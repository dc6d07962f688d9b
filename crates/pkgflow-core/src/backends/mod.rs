pub mod detect_utils;
pub mod failure;
pub mod pacman;
pub mod process_utils;
pub mod provider;
pub mod winget;
pub mod yay;

pub use failure::classify_failure;
pub use pacman::PacmanProvider;
pub use provider::{BackendContext, BackendProvider, BoxFuture};
pub use winget::WingetProvider;
pub use yay::YayProvider;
====
▶ [Task instructions]:
Take the material above and set it down again exactly.

▶ [Task output]:
repository dc6d07962f688d9b
filename crates/pkgflow-core/src/backends/mod.rs
pub mod detect_utils;
pub mod failure;
pub mod pacman;
pub mod process_utils;
pub mod provider;
pub mod winget;
pub mod yay;

pub use failure::classify_failure;
pub use pacman::PacmanProvider;
pub use provider::{BackendContext, BackendProvider, BoxFuture};
pub use winget::WingetProvider;
pub use yay::YayProvider;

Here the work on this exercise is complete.